▸ Assignment: Read through the listing, and wherever a line holds the word "static", return it.

▸ Material for this exercise:
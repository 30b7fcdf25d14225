//! # Localization
//!
//! Fluent bundles for the messages shown after an import. Polish is the
//! primary language; English is provided for the CLI and as a second locale.
//! Message files are embedded at compile time from `locales/<lang>/main.ftl`.

use crate::import_config::DEFAULT_LOCALE;
use anyhow::{anyhow, Result};
use fluent_bundle::concurrent::FluentBundle;
use fluent_bundle::{FluentArgs, FluentResource, FluentValue};
use std::collections::HashMap;
use std::sync::{Arc, LazyLock};
use unic_langid::LanguageIdentifier;

/// Locales with a message file
pub const SUPPORTED_LOCALES: [&str; 2] = ["pl", "en"];

const POLISH_MESSAGES: &str = include_str!("../locales/pl/main.ftl");
const ENGLISH_MESSAGES: &str = include_str!("../locales/en/main.ftl");

/// Localization manager holding one bundle per supported locale
pub struct LocalizationManager {
    bundles: HashMap<String, Arc<FluentBundle<FluentResource>>>,
}

impl LocalizationManager {
    /// Create a new localization manager
    pub fn new() -> Result<Self> {
        let mut bundles = HashMap::new();

        for (lang, source) in [("pl", POLISH_MESSAGES), ("en", ENGLISH_MESSAGES)] {
            let locale: LanguageIdentifier = lang.parse()?;
            let bundle = Self::create_bundle(&locale, source)?;
            bundles.insert(lang.to_string(), Arc::new(bundle));
        }

        Ok(Self { bundles })
    }

    /// Create a fluent bundle for a specific locale
    fn create_bundle(
        locale: &LanguageIdentifier,
        source: &str,
    ) -> Result<FluentBundle<FluentResource>> {
        let mut bundle = FluentBundle::new_concurrent(vec![locale.clone()]);
        // Messages are printed to terminals and stored as plain strings
        bundle.set_use_isolating(false);

        let resource = FluentResource::try_new(source.to_string())
            .map_err(|(_, errors)| anyhow!("Invalid messages for {locale}: {errors:?}"))?;
        bundle
            .add_resource(resource)
            .map_err(|errors| anyhow!("Duplicate messages for {locale}: {errors:?}"))?;

        Ok(bundle)
    }

    /// Get a localized message in a language, falling back to Polish
    pub fn get_message_in_language(
        &self,
        key: &str,
        language: &str,
        args: Option<&HashMap<&str, &str>>,
    ) -> String {
        let fluent_args = args.map(|args| {
            let mut fluent_args = FluentArgs::new();
            for (name, value) in args {
                fluent_args.set(*name, FluentValue::from(*value));
            }
            fluent_args
        });
        self.format_with_fallback(key, language, fluent_args.as_ref())
    }

    /// Get a localized message whose `$count` argument selects a plural form
    pub fn get_count_message_in_language(&self, key: &str, language: &str, count: usize) -> String {
        let mut fluent_args = FluentArgs::new();
        fluent_args.set("count", FluentValue::from(count));
        self.format_with_fallback(key, language, Some(&fluent_args))
    }

    fn format_with_fallback(&self, key: &str, language: &str, args: Option<&FluentArgs>) -> String {
        self.format(key, language, args)
            .or_else(|| self.format(key, DEFAULT_LOCALE, args))
            .unwrap_or_else(|| format!("Missing translation: {key}"))
    }

    fn format(&self, key: &str, language: &str, args: Option<&FluentArgs>) -> Option<String> {
        let bundle = self.bundles.get(language)?;
        let pattern = bundle.get_message(key)?.value()?;

        let mut errors = vec![];
        let value = bundle.format_pattern(pattern, args, &mut errors);
        if !errors.is_empty() {
            log::warn!("Formatting '{key}' in '{language}' reported: {errors:?}");
        }
        Some(value.into_owned())
    }
}

/// Global localization instance built from the embedded message files
static LOCALIZATION_MANAGER: LazyLock<LocalizationManager> = LazyLock::new(|| {
    LocalizationManager::new().expect("Embedded locale files must be valid Fluent")
});

/// Get the global localization manager
pub fn get_localization_manager() -> &'static LocalizationManager {
    &LOCALIZATION_MANAGER
}

/// Localized message without arguments
pub fn t_lang(key: &str, language: Option<&str>) -> String {
    t_args_lang(key, &[], language)
}

/// Localized message with string arguments
pub fn t_args_lang(key: &str, args: &[(&str, &str)], language: Option<&str>) -> String {
    let language = language.unwrap_or(DEFAULT_LOCALE);
    let manager = get_localization_manager();
    if args.is_empty() {
        manager.get_message_in_language(key, language, None)
    } else {
        let args_map: HashMap<&str, &str> = args.iter().cloned().collect();
        manager.get_message_in_language(key, language, Some(&args_map))
    }
}

/// Localized message with a plural-selecting `$count`
pub fn t_count_lang(key: &str, count: usize, language: Option<&str>) -> String {
    get_localization_manager().get_count_message_in_language(
        key,
        language.unwrap_or(DEFAULT_LOCALE),
        count,
    )
}

#[cfg(test)]
mod tests {
    use super::*;

    #[test]
    fn test_polish_plurals() {
        assert_eq!(t_count_lang("import-success", 1, Some("pl")), "Zaimportowano 1 przepis");
        assert_eq!(t_count_lang("import-success", 3, Some("pl")), "Zaimportowano 3 przepisy");
        assert_eq!(t_count_lang("import-success", 5, Some("pl")), "Zaimportowano 5 przepisów");
        assert_eq!(t_count_lang("import-success", 22, Some("pl")), "Zaimportowano 22 przepisy");
    }

    #[test]
    fn test_english_plurals() {
        assert_eq!(t_count_lang("import-success", 1, Some("en")), "Imported 1 recipe");
        assert_eq!(t_count_lang("import-success", 2, Some("en")), "Imported 2 recipes");
    }

    #[test]
    fn test_unknown_language_falls_back_to_polish() {
        assert_eq!(
            t_lang("import-nothing-imported", Some("fr")),
            "Nie zaimportowano żadnego przepisu"
        );
    }

    #[test]
    fn test_missing_key() {
        assert_eq!(t_lang("no-such-key", None), "Missing translation: no-such-key");
    }
}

▸ Exercise solution:
static LOCALIZATION_MANAGER: LazyLock<LocalizationManager> = LazyLock::new(|| {
pub fn get_localization_manager() -> &'static LocalizationManager {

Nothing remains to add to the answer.